Who are you this time
This line from a song by Tom Waits is quoted in an interview with the American photographer Ted Partin which appears in one of the more than 550 entries of the Böhm/Kobayashi Encyclopedia.
No other question could be more fittingly posed to the editors of this publication, as behind Böhm/Kobayashi lurk the duo Katja Stuke and Oliver Sieber, who together cover an extensive range of personas: photographers and artists, curators and exhibition organizers, designers and art book editors. Yet as they move through their photographic cosmos, it is not always so easy to determine where one identity ends and the other begins.
Regardless, in their works and activities
as artists and art facilitators they have long since become
moderators of a very specific photographic culture.
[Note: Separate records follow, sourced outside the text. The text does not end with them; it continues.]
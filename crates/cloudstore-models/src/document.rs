//! Dynamic, order-preserving JSON documents.
//!
//! A [`Document`] is the single source of truth for every entity: an ordered
//! mapping from string keys to JSON values, parsed from and serialized back
//! to JSON text. Key order is preserved (serde_json's `preserve_order`
//! feature) so a parsed document re-serializes with its fields in the
//! original order.
//!
//! Reads hand out defensive copies: mutating a value returned by
//! [`Document::get`] never affects the document. All typed views (the
//! property cache, entities, collections) are derived from the document and
//! never mutated independently of it.

use serde_json::Map;

pub use serde_json::Value;

use crate::error::{AccessError, DocumentError};

/// Returns a short name for the JSON shape of a value, for error messages.
pub fn value_kind(value: &Value) -> &'static str {
    match value {
        Value::Null => "null",
        Value::Bool(_) => "boolean",
        Value::Number(_) => "number",
        Value::String(_) => "string",
        Value::Array(_) => "array",
        Value::Object(_) => "object",
    }
}

/// An ordered key→value mapping equivalent to a parsed JSON object.
#[derive(Debug, Clone, Default, PartialEq)]
pub struct Document {
    map: Map<String, Value>,
}

impl Document {
    /// Creates an empty document.
    pub fn new() -> Self {
        Self { map: Map::new() }
    }

    /// Parses JSON text into a document.
    ///
    /// The top-level value must be an object; anything else (including valid
    /// JSON arrays or scalars) is rejected.
    pub fn parse(text: &str) -> Result<Document, DocumentError> {
        let value: Value = serde_json::from_str(text)?;
        Self::from_value(value)
    }

    /// Converts an already-parsed JSON value into a document.
    pub fn from_value(value: Value) -> Result<Document, DocumentError> {
        match value {
            Value::Object(map) => Ok(Document { map }),
            other => Err(DocumentError::NotAnObject {
                found: value_kind(&other),
            }),
        }
    }

    /// Wraps a raw object map without re-validating it.
    pub(crate) fn from_map(map: Map<String, Value>) -> Document {
        Document { map }
    }

    /// Gets the value for a key, as a defensive copy.
    ///
    /// An explicit JSON `null` is returned as `Some(Value::Null)`; only a
    /// missing key yields `None`.
    pub fn get(&self, key: &str) -> Option<Value> {
        self.map.get(key).cloned()
    }

    /// Replaces or inserts a value.
    ///
    /// Pre-existing keys keep their position; new keys are appended at the
    /// end.
    pub fn set(&mut self, key: &str, value: Value) {
        self.map.insert(key.to_string(), value);
    }

    /// Appends a value to an array-shaped field.
    ///
    /// If the field is absent (or explicit `null`), an empty array is
    /// created first. A present non-array field is a [`TypeMismatch`]
    /// contract violation.
    ///
    /// [`TypeMismatch`]: AccessError::TypeMismatch
    pub fn append_to_array(&mut self, key: &str, value: Value) -> Result<(), AccessError> {
        match self.map.get_mut(key) {
            None => {
                self.map.insert(key.to_string(), Value::Array(vec![value]));
                Ok(())
            }
            Some(slot @ Value::Null) => {
                *slot = Value::Array(vec![value]);
                Ok(())
            }
            Some(Value::Array(items)) => {
                items.push(value);
                Ok(())
            }
            Some(other) => Err(AccessError::TypeMismatch {
                field: key.to_string(),
                expected: "array",
                found: value_kind(other),
            }),
        }
    }

    /// Removes a key, preserving the order of the remaining keys.
    pub fn remove(&mut self, key: &str) -> Option<Value> {
        self.map.shift_remove(key)
    }

    /// Returns true if the document contains the key.
    pub fn contains_key(&self, key: &str) -> bool {
        self.map.contains_key(key)
    }

    /// Iterates the keys in insertion order.
    pub fn keys(&self) -> impl Iterator<Item = &str> {
        self.map.keys().map(String::as_str)
    }

    /// Number of top-level fields.
    pub fn len(&self) -> usize {
        self.map.len()
    }

    /// Returns true if the document has no fields.
    pub fn is_empty(&self) -> bool {
        self.map.is_empty()
    }

    /// Serializes the document to JSON text.
    ///
    /// Deterministic given the same key order and values, and the exact
    /// inverse of [`Document::parse`] for documents produced through this
    /// type.
    pub fn serialize(&self) -> String {
        // Serializing an in-memory JSON value cannot fail: keys are strings
        // and there is no I/O involved.
        serde_json::to_string(&self.map).unwrap()
    }

    /// Returns the document as a JSON value (deep copy).
    pub fn to_value(&self) -> Value {
        Value::Object(self.map.clone())
    }

    /// Consumes the document, returning its JSON value.
    pub fn into_value(self) -> Value {
        Value::Object(self.map)
    }
}

#[cfg(test)]
mod tests {
    use proptest::prelude::*;
    use serde_json::json;

    use super::*;

    #[test]
    fn test_parse_rejects_invalid_syntax() {
        assert!(matches!(
            Document::parse("{not json"),
            Err(DocumentError::Malformed(_))
        ));
    }

    #[test]
    fn test_parse_rejects_non_object() {
        assert!(matches!(
            Document::parse("[1,2,3]"),
            Err(DocumentError::NotAnObject { found: "array" })
        ));
        assert!(matches!(
            Document::parse("42"),
            Err(DocumentError::NotAnObject { found: "number" })
        ));
    }

    #[test]
    fn test_roundtrip_preserves_key_order() {
        let text = r#"{"zebra":1,"apple":2,"mango":{"b":1,"a":2}}"#;
        let doc = Document::parse(text).unwrap();
        assert_eq!(doc.serialize(), text);
        assert_eq!(doc.keys().collect::<Vec<_>>(), vec!["zebra", "apple", "mango"]);
    }

    #[test]
    fn test_set_keeps_position_of_existing_keys() {
        let mut doc = Document::parse(r#"{"a":1,"b":2}"#).unwrap();
        doc.set("a", json!(3));
        doc.set("c", json!(4));
        assert_eq!(doc.serialize(), r#"{"a":3,"b":2,"c":4}"#);
    }

    #[test]
    fn test_get_is_a_defensive_copy() {
        let mut doc = Document::parse(r#"{"nested":{"x":1}}"#).unwrap();
        let mut copy = doc.get("nested").unwrap();
        if let Value::Object(map) = &mut copy {
            map.insert("x".to_string(), json!(999));
        }
        assert_eq!(doc.get("nested"), Some(json!({"x": 1})));

        // Null is present, missing is absent.
        doc.set("gone", Value::Null);
        assert_eq!(doc.get("gone"), Some(Value::Null));
        assert_eq!(doc.get("never"), None);
    }

    #[test]
    fn test_append_to_array() {
        let mut doc = Document::parse(r#"{"tags":["a"]}"#).unwrap();
        doc.append_to_array("tags", json!("b")).unwrap();
        assert_eq!(doc.get("tags"), Some(json!(["a", "b"])));
    }

    #[test]
    fn test_append_auto_creates_absent_array() {
        let mut doc = Document::new();
        doc.append_to_array("tags", json!("a")).unwrap();
        assert_eq!(doc.get("tags"), Some(json!(["a"])));

        let mut doc = Document::parse(r#"{"tags":null}"#).unwrap();
        doc.append_to_array("tags", json!("a")).unwrap();
        assert_eq!(doc.get("tags"), Some(json!(["a"])));
    }

    #[test]
    fn test_append_to_non_array_fails() {
        let mut doc = Document::parse(r#"{"tags":"scalar"}"#).unwrap();
        let err = doc.append_to_array("tags", json!("a")).unwrap_err();
        assert_eq!(
            err,
            AccessError::TypeMismatch {
                field: "tags".to_string(),
                expected: "array",
                found: "string",
            }
        );
        // The document is untouched by the failed append.
        assert_eq!(doc.get("tags"), Some(json!("scalar")));
    }

    #[test]
    fn test_remove_preserves_order() {
        let mut doc = Document::parse(r#"{"a":1,"b":2,"c":3}"#).unwrap();
        assert_eq!(doc.remove("b"), Some(json!(2)));
        assert_eq!(doc.serialize(), r#"{"a":1,"c":3}"#);
        assert_eq!(doc.remove("b"), None);
    }

    #[test]
    fn test_clone_is_independent() {
        let mut original = Document::parse(r#"{"a":1}"#).unwrap();
        let copy = original.clone();
        original.set("a", json!(2));
        original.set("b", json!(3));
        assert_eq!(copy.serialize(), r#"{"a":1}"#);
    }

    fn arb_json() -> impl Strategy<Value = Value> {
        let leaf = prop_oneof![
            Just(Value::Null),
            any::<bool>().prop_map(Value::Bool),
            any::<i64>().prop_map(Value::from),
            any::<f64>().prop_map(Value::from),
            "[a-zA-Z0-9 _-]{0,12}".prop_map(Value::from),
        ];
        leaf.prop_recursive(4, 64, 8, |inner| {
            prop_oneof![
                prop::collection::vec(inner.clone(), 0..6).prop_map(Value::Array),
                prop::collection::vec(("[a-z]{1,8}", inner), 0..6).prop_map(|pairs| {
                    let mut map = Map::new();
                    for (key, value) in pairs {
                        map.insert(key, value);
                    }
                    Value::Object(map)
                }),
            ]
        })
    }

    proptest! {
        #[test]
        fn prop_serialize_parse_roundtrip(
            pairs in prop::collection::vec(("[a-z_]{1,10}", arb_json()), 0..8)
        ) {
            let mut doc = Document::new();
            for (key, value) in pairs {
                doc.set(&key, value);
            }
            let text = doc.serialize();
            let reparsed = Document::parse(&text).unwrap();
            // Structural equality plus byte-identical re-serialization
            // (catches key-order drift that map equality would miss).
            prop_assert_eq!(&reparsed, &doc);
            prop_assert_eq!(reparsed.serialize(), text);
        }
    }
}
Who are you this time? – This question could also be
posed to the protagonists of Sieber’s and Stuke’s works. As
different as their approaches might be, each formulates the
classic question of the photographic portrait:
Who are you as an individual and as a social subject? Or to put it in other words: Which Image of yourself would you like to put forward?
For many years Oliver Sieber has been asking young people to
appear in front of his camera, people whose clothing is associated
with a specific subculture, be it punk, skin, teddy boy,
rockabilly, goth, etc.
Many are extravagantly styled, yet while sometimes the look is an elaborate act, other times an individual figure’s appearance strikes the artist’s interest. Despite the narrow frame and the precision of the photographic depiction, the form of Sieber’s portraits lends the models a certain freedom.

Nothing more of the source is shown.